## Problem to solve:
In the data below, give the number of lines that contain the word "Direction". Nothing else is needed.

## Records shown:

• • • • •

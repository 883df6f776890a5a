//! 运动学仿真
//!
//! 机器人总是位于迷宫的某条格线上，用 `(node, heading, along)` 描述：
//! 从格点 `node` 沿 `heading` 前进了 `along` 个长度单位（一格 = [`CELL_UNITS`]）。
//!
//! # 运动模型（每毫秒积分一次）
//!
//! - 两电机同号：`along += (l + r) / 2`，线相对车体的横向偏移随差速变化
//! - 两电机异号（原地转向）：累积 `spin += (r - l) / 2`；转向在下一次非转向的
//!   `set_motors` 时结算为 0/1/2/3 个四分之一圈
//!
//! 在功率 60 下走完一格约 668 ms。
//!
//! # 传感器模型
//!
//! 传感器阵列位于车体前方 `sensor_offset` 处：
//!
//! - 线上：按横向偏移生成中间的亮带
//! - 格点附近（`line_half_width` 内）：侧向分支使左侧 `0..=2` 或右侧 `2..=4` 饱和
//! - 终点色块（`finish_radius` 内）：全部饱和

use super::maze::SimMaze;
use crate::{LineReading, LineRobot, MAX_POSITION, SENSOR_COUNT, clamp_power};
use maze_map::{Direction, Position};
use rand::rngs::StdRng;
use rand::{Rng, SeedableRng};
use tracing::{debug, trace, warn};

/// 一格的长度单位
pub const CELL_UNITS: i32 = 40_080;

const FULL: u16 = 1000;

/// 横向偏移上限（超出后线已完全离开传感器阵列）
const LATERAL_LIMIT: f32 = 3000.0;

/// 仿真参数
#[derive(Debug, Clone, PartialEq)]
pub struct SimConfig {
    /// 每次 `read_line` 消耗的时间（ms）
    pub read_ms: u32,
    /// 传感器阵列在车体前方的距离
    pub sensor_offset: i32,
    /// 格点周围能看到侧向分支/线端的半宽
    pub line_half_width: i32,
    /// 终点色块半径
    pub finish_radius: i32,
    /// 四分之一圈需要累积的转向量
    pub quarter_turn: i32,
    /// 四分之一圈转向时允许的对位误差
    pub snap_tolerance: i32,
    /// 差速对横向偏移的增益（每 ms、每单位功率差）
    pub steering_gain: f32,
    /// 恒定横向漂移（每 ms）
    pub lateral_drift: f32,
    /// 传感器噪声幅值（`0..=noise` 均匀分布）
    pub noise: u16,
    pub seed: u64,
}

impl Default for SimConfig {
    fn default() -> Self {
        Self {
            read_ms: 2,
            sensor_offset: 8_500,
            line_half_width: 2_000,
            finish_radius: 6_000,
            quarter_turn: 16_000,
            snap_tolerance: 3_000,
            steering_gain: 0.05,
            lateral_drift: 0.0,
            noise: 0,
            seed: 0,
        }
    }
}

/// 车体位姿
#[derive(Debug, Clone, Copy, PartialEq)]
pub struct SimPose {
    pub node: Position,
    pub heading: Direction,
    /// `0..CELL_UNITS`
    pub along: i32,
    /// 线相对车体中心的横向偏移（传感器单位，右为正）
    pub line_offset: f32,
}

impl SimPose {
    pub fn at(node: Position, heading: Direction) -> Self {
        Self {
            node,
            heading,
            along: 0,
            line_offset: 0.0,
        }
    }

    /// 最近的格点
    pub fn nearest_node(&self) -> Position {
        if self.along * 2 < CELL_UNITS {
            self.node
        } else {
            self.node.neighbor(self.heading)
        }
    }
}

/// 线迷宫仿真机器人
#[derive(Debug, Clone)]
pub struct SimRobot {
    maze: SimMaze,
    config: SimConfig,
    pose: SimPose,
    spin: i32,
    motors: (i16, i16),
    now_ms: u32,
    last_position: u16,
    derailed: bool,
    reads: u64,
    rng: StdRng,
}

impl SimRobot {
    /// 机器人放在起点，朝北
    pub fn new(maze: SimMaze) -> Self {
        Self::with_config(maze, SimConfig::default())
    }

    pub fn with_config(maze: SimMaze, config: SimConfig) -> Self {
        let pose = SimPose::at(maze.start(), Direction::North);
        let rng = StdRng::seed_from_u64(config.seed);
        Self {
            maze,
            config,
            pose,
            spin: 0,
            motors: (0, 0),
            now_ms: 0,
            last_position: 0,
            derailed: false,
            reads: 0,
            rng,
        }
    }

    /// 把机器人搬到格点上（时钟不复位）
    pub fn place(&mut self, node: Position, heading: Direction) {
        self.pose = SimPose::at(node, heading);
        self.spin = 0;
        self.motors = (0, 0);
        self.derailed = false;
        debug!(node = %node, heading = %heading, "Robot placed");
    }

    /// 放回起点，朝北
    pub fn reset(&mut self) {
        self.place(self.maze.start(), Direction::North);
    }

    pub fn pose(&self) -> SimPose {
        self.pose
    }

    pub fn maze(&self) -> &SimMaze {
        &self.maze
    }

    pub fn config(&self) -> &SimConfig {
        &self.config
    }

    pub fn motors(&self) -> (i16, i16) {
        self.motors
    }

    /// 是否曾在远离格点处做四分之一圈转向
    pub fn is_derailed(&self) -> bool {
        self.derailed
    }

    pub fn reads(&self) -> u64 {
        self.reads
    }

    /// 车体中心是否在终点色块上
    pub fn at_finish(&self) -> bool {
        let Some(finish) = self.maze.finish() else {
            return false;
        };
        [0, 1].into_iter().any(|k| {
            self.pose.node.step(self.pose.heading, k) == finish
                && (self.pose.along - k as i32 * CELL_UNITS).abs() <= self.config.finish_radius
        })
    }

    fn is_pivot(left: i16, right: i16) -> bool {
        (left as i32) * (right as i32) < 0
    }

    fn advance(&mut self, ms: u32) {
        for _ in 0..ms {
            self.step_ms();
        }
    }

    fn step_ms(&mut self) {
        let (l, r) = (self.motors.0 as i32, self.motors.1 as i32);
        if l * r < 0 {
            self.spin += (r - l) / 2;
        } else {
            self.pose.along += (l + r) / 2;
            let offset = self.pose.line_offset
                + (r - l) as f32 * self.config.steering_gain
                + self.config.lateral_drift;
            self.pose.line_offset = offset.clamp(-LATERAL_LIMIT, LATERAL_LIMIT);
            self.normalize();
        }
        self.now_ms = self.now_ms.wrapping_add(1);
    }

    fn normalize(&mut self) {
        while self.pose.along >= CELL_UNITS {
            self.pose.node = self.pose.node.neighbor(self.pose.heading);
            self.pose.along -= CELL_UNITS;
        }
        while self.pose.along < 0 {
            self.pose.node = self.pose.node.neighbor(self.pose.heading.flip());
            self.pose.along += CELL_UNITS;
        }
    }

    /// 结算累积的原地转向
    fn resolve_pivot(&mut self) {
        let quarters = (self.spin as f32 / self.config.quarter_turn as f32).round() as i32;
        self.spin = 0;

        let pose = &mut self.pose;
        match quarters.rem_euclid(4) {
            0 => return,
            2 => {
                // 掉头：位置不变，改用前方格点作为参考
                if pose.along > 0 {
                    pose.node = pose.node.neighbor(pose.heading);
                    pose.along = CELL_UNITS - pose.along;
                }
                pose.heading = pose.heading.flip();
            },
            q => {
                if pose.along > self.config.snap_tolerance
                    && CELL_UNITS - pose.along > self.config.snap_tolerance
                {
                    warn!(node = %pose.node, along = pose.along, "Quarter turn away from a node");
                    self.derailed = true;
                }
                pose.node = pose.nearest_node();
                pose.along = 0;
                pose.heading = if q == 1 {
                    pose.heading.left()
                } else {
                    pose.heading.right()
                };
            },
        }
        pose.line_offset = 0.0;
        debug!(
            quarters,
            node = %pose.node,
            heading = %pose.heading,
            along = pose.along,
            "Pivot resolved"
        );
    }

    fn finish_visible(&self, s: i32, i: i32) -> bool {
        let Some(finish) = self.maze.finish() else {
            return false;
        };
        [i, i + 1].into_iter().any(|k| {
            self.pose.node.step(self.pose.heading, k as i16) == finish
                && (s - k * CELL_UNITS).abs() <= self.config.finish_radius
        })
    }

    fn sense(&mut self) -> [u16; SENSOR_COUNT] {
        let SimPose {
            node,
            heading,
            along,
            line_offset,
        } = self.pose;
        let s = along + self.config.sensor_offset;
        let i = s.div_euclid(CELL_UNITS);
        let f = s.rem_euclid(CELL_UNITS);
        let a = node.step(heading, i as i16);
        let b = a.neighbor(heading);
        let near_a = f <= self.config.line_half_width;
        let near_b = CELL_UNITS - f <= self.config.line_half_width;

        let mut values = [0u16; SENSOR_COUNT];
        if self.finish_visible(s, i) {
            values = [FULL; SENSOR_COUNT];
        } else {
            let on_line = self.maze.connected(a, heading)
                || (near_a && self.maze.has_edges(a))
                || (near_b && self.maze.has_edges(b));
            if on_line {
                for (j, v) in values.iter_mut().enumerate() {
                    let lateral = (j as f32 - 2.0) * 1000.0;
                    *v = (FULL as f32 - (lateral - line_offset).abs()).max(0.0) as u16;
                }
            }
            for (near, n) in [(near_a, a), (near_b, b)] {
                if !near {
                    continue;
                }
                if self.maze.connected(n, heading.left()) {
                    values[..3].fill(FULL);
                }
                if self.maze.connected(n, heading.right()) {
                    values[2..].fill(FULL);
                }
            }
        }

        if self.config.noise > 0 {
            for v in values.iter_mut() {
                *v = (*v + self.rng.gen_range(0..=self.config.noise)).min(FULL);
            }
        }
        values
    }
}

impl LineRobot for SimRobot {
    fn read_line(&mut self) -> LineReading {
        self.advance(self.config.read_ms);
        let intensities = self.sense();
        let reading = LineReading::from_intensities(intensities, self.last_position);
        if reading.is_on_line() {
            self.last_position = reading.position.min(MAX_POSITION);
        }
        self.reads += 1;
        trace!(
            t = self.now_ms,
            node = %self.pose.node,
            along = self.pose.along,
            position = reading.position,
            ?intensities,
            "read_line"
        );
        reading
    }

    fn set_motors(&mut self, left: i16, right: i16) {
        let left = clamp_power(left as i32);
        let right = clamp_power(right as i32);
        if self.spin != 0 && !Self::is_pivot(left, right) {
            self.resolve_pivot();
        }
        self.motors = (left, right);
    }

    fn get_ms(&self) -> u32 {
        self.now_ms
    }

    fn delay_ms(&mut self, ms: u32) {
        self.advance(ms);
    }
}
//! # Maze CLI
//!
//! 在仿真线迷宫上运行完整流程：探索 → 代价传播 → 路径构建 → 回放。
//!
//! ```bash
//! # 随机生成一个 6×5 的树形迷宫并求解
//! maze-cli solve --seed 7 --width 6 --height 5
//!
//! # 从描述文件加载迷宫，使用自定义控制参数，输出 JSON
//! maze-cli solve --maze maze.toml --config control.toml --json
//!
//! # 生成迷宫描述文件
//! maze-cli generate --seed 7 --output maze.toml
//!
//! # 导出默认控制参数
//! maze-cli config init control.toml
//! ```
//!
//! 日志级别通过 `RUST_LOG` 控制（默认 `warn`，`-v` 提升为 `info`）。

use anyhow::Result;
use clap::{Parser, Subcommand};

mod commands;

use commands::{ConfigCommand, GenerateCommand, SolveCommand};

/// Maze CLI - 线迷宫仿真与求解工具
#[derive(Parser, Debug)]
#[command(name = "maze-cli")]
#[command(about = "Simulate, solve and replay line mazes", long_about = None)]
#[command(version)]
struct Cli {
    /// 输出 info 级别日志
    #[arg(short, long, global = true)]
    verbose: bool,

    #[command(subcommand)]
    command: Commands,
}

#[derive(Subcommand, Debug)]
enum Commands {
    /// 探索并求解迷宫，然后回放
    Solve {
        #[command(flatten)]
        args: SolveCommand,
    },

    /// 生成随机迷宫描述文件
    Generate {
        #[command(flatten)]
        args: GenerateCommand,
    },

    /// 控制参数管理
    #[command(subcommand)]
    Config(ConfigCommand),
}

fn main() -> Result<()> {
    let cli = Cli::parse();

    maze_sdk::logging::init_with_default(if cli.verbose { "info" } else { "warn" });

    match cli.command {
        Commands::Solve { args } => args.execute(),

        Commands::Generate { args } => args.execute(),

        Commands::Config(cmd) => cmd.execute(),
    }
}
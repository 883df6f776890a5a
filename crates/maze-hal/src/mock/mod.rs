//! 仿真后端
//!
//! - [`SimMaze`]：格点上的线迷宫（单位长度边 + 起点 + 终点色块）
//! - [`SimRobot`]：在 `SimMaze` 上运行的运动学仿真，实现 `LineRobot`
//! - [`ScriptedRobot`]：逐次回放预设传感器读数，记录电机命令
//! - [`random_tree`]：随机生成无环迷宫

mod generate;
mod maze;
mod scripted;
mod sim;

pub use generate::random_tree;
#[cfg(feature = "serde")]
pub use maze::MazeDescription;
pub use maze::{SimError, SimMaze};
pub use scripted::{MotorCommand, ScriptedRobot};
pub use sim::{CELL_UNITS, SimConfig, SimPose, SimRobot};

• • • • •

## Written reply:
6